Composer Philip Glass and actor-director Phelim McDermott have previously collaborated on opera productions in London and New York, but Tao of Glass is said to be their most personal project yet, marrying meditations on life, death and wisdom through ten new pieces of music with an ensemble of musicians and puppeteers. For Invisible Cities, inspired by the 1972 novel, Leo Warner of 59 Productions, choreographer Sidi Larbi Cherkaoui, writer Lolita Chakrabarti and Rambert dance company collaborate on a mix of theatre, choreography, music, architectural design and projection mapping created for former railway depot Mayfield alongside Manchester's Piccadilly Station.

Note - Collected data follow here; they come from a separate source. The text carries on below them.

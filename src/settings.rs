use crate::registry::TypeRegistry;
use std::fmt::{Display, Formatter};
use std::sync::{Arc, OnceLock};

/// Which values carry a type tag.
#[derive(Default, Debug, Clone, Copy, Eq, PartialEq)]
pub enum TypeNameHandling {
    /// Every struct is tagged.
    #[default]
    All,
    /// Only values declared through [`Poly`](crate::Poly) are tagged.
    Polymorphic,
}

/// What to do when the encoder reaches a [`Shared`](crate::Shared) node that is one of its own
/// ancestors.
#[derive(Default, Debug, Clone, Copy, Eq, PartialEq)]
pub enum ReferenceLoopHandling {
    /// Write the back-edge as `null`.
    #[default]
    Ignore,
    /// Fail with [`Error::Encoding`](crate::Error::Encoding).
    Error,
}

impl Display for TypeNameHandling {
    fn fmt(&self, f: &mut Formatter<'_>) -> std::fmt::Result {
        match self {
            TypeNameHandling::All => write!(f, "all"),
            TypeNameHandling::Polymorphic => write!(f, "polymorphic"),
        }
    }
}

impl Display for ReferenceLoopHandling {
    fn fmt(&self, f: &mut Formatter<'_>) -> std::fmt::Result {
        match self {
            ReferenceLoopHandling::Ignore => write!(f, "ignore"),
            ReferenceLoopHandling::Error => write!(f, "error"),
        }
    }
}

/// Immutable codec configuration. Dates are always written as ISO-8601 and numbers never depend
/// on the host locale, so neither is configurable.
#[derive(Debug, Default)]
pub struct Settings {
    type_name_handling: TypeNameHandling,
    reference_loop_handling: ReferenceLoopHandling,
    registry: TypeRegistry,
}

impl Settings {
    pub fn builder() -> SettingsBuilder {
        SettingsBuilder::default()
    }

    /// The process-wide default settings, built on first use.
    pub fn shared_default() -> Arc<Settings> {
        static DEFAULT: OnceLock<Arc<Settings>> = OnceLock::new();
        DEFAULT.get_or_init(|| Arc::new(Settings::default())).clone()
    }

    pub fn type_name_handling(&self) -> TypeNameHandling {
        self.type_name_handling
    }

    pub fn reference_loop_handling(&self) -> ReferenceLoopHandling {
        self.reference_loop_handling
    }

    pub fn registry(&self) -> &TypeRegistry {
        &self.registry
    }

    pub(crate) fn tags_structs(&self) -> bool {
        self.type_name_handling == TypeNameHandling::All
    }
}

#[derive(Default)]
pub struct SettingsBuilder {
    type_name_handling: TypeNameHandling,
    reference_loop_handling: ReferenceLoopHandling,
    registry: TypeRegistry,
}

impl SettingsBuilder {
    pub fn with_type_name_handling(mut self, handling: TypeNameHandling) -> Self {
        self.type_name_handling = handling;
        self
    }

    pub fn with_reference_loop_handling(mut self, handling: ReferenceLoopHandling) -> Self {
        self.reference_loop_handling = handling;
        self
    }

    pub fn with_registry(mut self, registry: TypeRegistry) -> Self {
        self.registry = registry;
        self
    }

    pub fn build(self) -> Settings {
        Settings {
            type_name_handling: self.type_name_handling,
            reference_loop_handling: self.reference_loop_handling,
            registry: self.registry,
        }
    }
}
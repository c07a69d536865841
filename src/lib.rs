//! Type-tagged object codec.
//!
//! [`Codec`] writes any serde value to JSON text or BSON (and MessagePack), recording the
//! concrete type of each value so that polymorphic fields ([`Poly`]) come back as the type they
//! were, and cutting reference loops between [`Shared`] nodes instead of recursing forever.

pub mod codec;
pub mod document;
pub mod entity;
pub mod registry;
mod scope;
pub mod serialize;
pub mod settings;
pub mod shared;
pub mod values;

pub use codec::Codec;
pub use entity::{AnyEntity, Entity, Poly};
pub use registry::{TypeRegistry, TypeRegistryBuilder};
pub use serialize::Format;
pub use settings::{ReferenceLoopHandling, Settings, SettingsBuilder, TypeNameHandling};
pub use shared::Shared;

#[derive(Debug, thiserror::Error)]
pub enum Error {
    #[error("Could not encode value: {0}")]
    Encoding(String),

    #[error("Could not decode value: {0}")]
    Decoding(String),

    #[error("Could not parse text: {0}")]
    Parse(#[source] serde_json::Error),

    #[error("Expected a `{expected}`, found a `{found}`")]
    TypeMismatch { expected: String, found: String },

    #[error("Invalid type registration: {0}")]
    Registration(String),
}
//! Serde `with` helpers for values whose text form must not depend on the host.

pub mod bytes;
pub mod date;
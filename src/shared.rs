use crate::scope::{self, Scope};
use crate::settings::ReferenceLoopHandling;
use crate::Error;
use serde::ser::Error as _;
use serde::{Deserialize, Deserializer, Serialize, Serializer};
use std::fmt::{Debug, Formatter};
use std::sync::{Arc, RwLock, RwLockReadGuard, RwLockWriteGuard};
use tracing::{trace, warn};

/// A node of an object graph that may be referenced from several places, including from its
/// own descendants.
///
/// When encoding reaches a node that is one of its own ancestors, the back-edge is written as
/// `null` (or rejected, see [`ReferenceLoopHandling`]), so fields that close a cycle must be
/// declared as `Option<Shared<T>>` and come back as `None`. A node reached twice along
/// different paths is not a cycle and is written twice.
pub struct Shared<T>(Arc<RwLock<T>>);

impl<T> Shared<T> {
    pub fn new(value: T) -> Self {
        Self(Arc::new(RwLock::new(value)))
    }

    pub fn read(&self) -> RwLockReadGuard<'_, T> {
        self.0.read().unwrap_or_else(|e| e.into_inner())
    }

    pub fn write(&self) -> RwLockWriteGuard<'_, T> {
        self.0.write().unwrap_or_else(|e| e.into_inner())
    }

    /// Whether both handles point to the same node.
    pub fn ptr_eq(&self, other: &Self) -> bool {
        Arc::ptr_eq(&self.0, &other.0)
    }

    fn address(&self) -> usize {
        Arc::as_ptr(&self.0) as *const () as usize
    }
}

impl<T> Clone for Shared<T> {
    fn clone(&self) -> Self {
        Self(self.0.clone())
    }
}

impl<T> Debug for Shared<T> {
    fn fmt(&self, f: &mut Formatter<'_>) -> std::fmt::Result {
        // contents are skipped: they may lead back to this node
        write!(f, "Shared({:#x})", self.address())
    }
}

impl<T> Serialize for Shared<T>
where
    T: Serialize,
{
    fn serialize<S>(&self, serializer: S) -> Result<S::Ok, S::Error>
    where
        S: Serializer,
    {
        let _scope = Scope::ensure();
        let address = self.address();

        if !scope::enter_node(address) {
            return match scope::settings().reference_loop_handling() {
                ReferenceLoopHandling::Ignore => {
                    trace!(node = address, "dropping reference loop");
                    serializer.serialize_none()
                }
                ReferenceLoopHandling::Error => {
                    warn!(node = address, "reference loop detected");
                    let error = Error::Encoding(format!(
                        "reference loop detected for node {:#x}",
                        address
                    ));
                    Err(S::Error::custom(scope::fail(error)))
                }
            };
        }

        let result = self.read().serialize(serializer);
        scope::leave_node(address);
        result
    }
}

impl<'de, T> Deserialize<'de> for Shared<T>
where
    T: Deserialize<'de>,
{
    fn deserialize<D>(deserializer: D) -> Result<Self, D::Error>
    where
        D: Deserializer<'de>,
    {
        T::deserialize(deserializer).map(Shared::new)
    }
}
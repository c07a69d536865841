//! Binary data written as standard base64 text.

use base64::Engine;
use serde::de::Error as _;
use serde::{Deserialize, Deserializer, Serializer};

pub fn serialize<S>(value: &[u8], serializer: S) -> Result<S::Ok, S::Error>
where
    S: Serializer,
{
    serializer.serialize_str(&base64::engine::general_purpose::STANDARD.encode(value))
}

pub fn deserialize<'de, D>(deserializer: D) -> Result<Vec<u8>, D::Error>
where
    D: Deserializer<'de>,
{
    let value = String::deserialize(deserializer)?;
    base64::engine::general_purpose::STANDARD
        .decode(value)
        .map_err(D::Error::custom)
}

Idris Elba and Kwame Kwei-Armah’s Tree, inspired by South Africa, is the story of a young man on a journey of healing, told through dance, music and film directed by Kwei-Armah with music inspired by Elba’s album Mi Mandela. In The Nico Project at The Stoller Hall, Maxine Peake, Sarah Frankcom and an all-female creative team pay tribute to the legendary musician, inspired by her 1968 album The Marble Index with text by playwright E V Crowe and music by composer Anna Clyne.

American choreographer Trajal Harrell places Maggie the Cat, a character from Cat on a Hot Tin Roof by Tennessee Williams, centre-stage in his new dance work with multiple influences ranging from ancient Greek theatre to the Harlem voguing underground and a soundtrack that crosses genres from electro and pop to classical music. Choreographer Claire Cunningham’s Thank You Very Much looks at identity through the prism of the Elvis tribute artist with her ensemble of leading disabled performers in a new dance work which aims to take apart the myth of how bodies should be and have been trained to be.

Irish company ANU returns to Manchester’s history (after Angel Meadow and On Corporation Street with HOME) with The Anvil: An Elegy for Peterloo, which marks the 200th anniversary of the Peterloo massacre with a day-long series of immersive performances inspired by the stories of those who died at St Peter’s Field. Acclaimed director Ivo van Hove will bring his Internationaal Theater Amsterdam ensemble to Manchester to perform The Fountainhead, an adaptation of Ayn Rand’s "passionate hymn to individualism", presented alongside Van Hove's Re:Creating Europe, which considers the notion of Europe through some of the speeches and texts that have shaped, traced and defined its history.

Other contributors to the 18-day programme from 4 to 21 July include Yoko Ono, who opens the festival with her mass-participatory Bells For Peace, David Lynch, who will take over HOME Manchester with an exhibition of his art and films, grime star Skepta, whose Dystopia987 will take a futuristic look at the history of rave culture in a secret location, and BBC 6 Music presenter Mary Anne Hobbs, who will once again curate an eclectic music programme.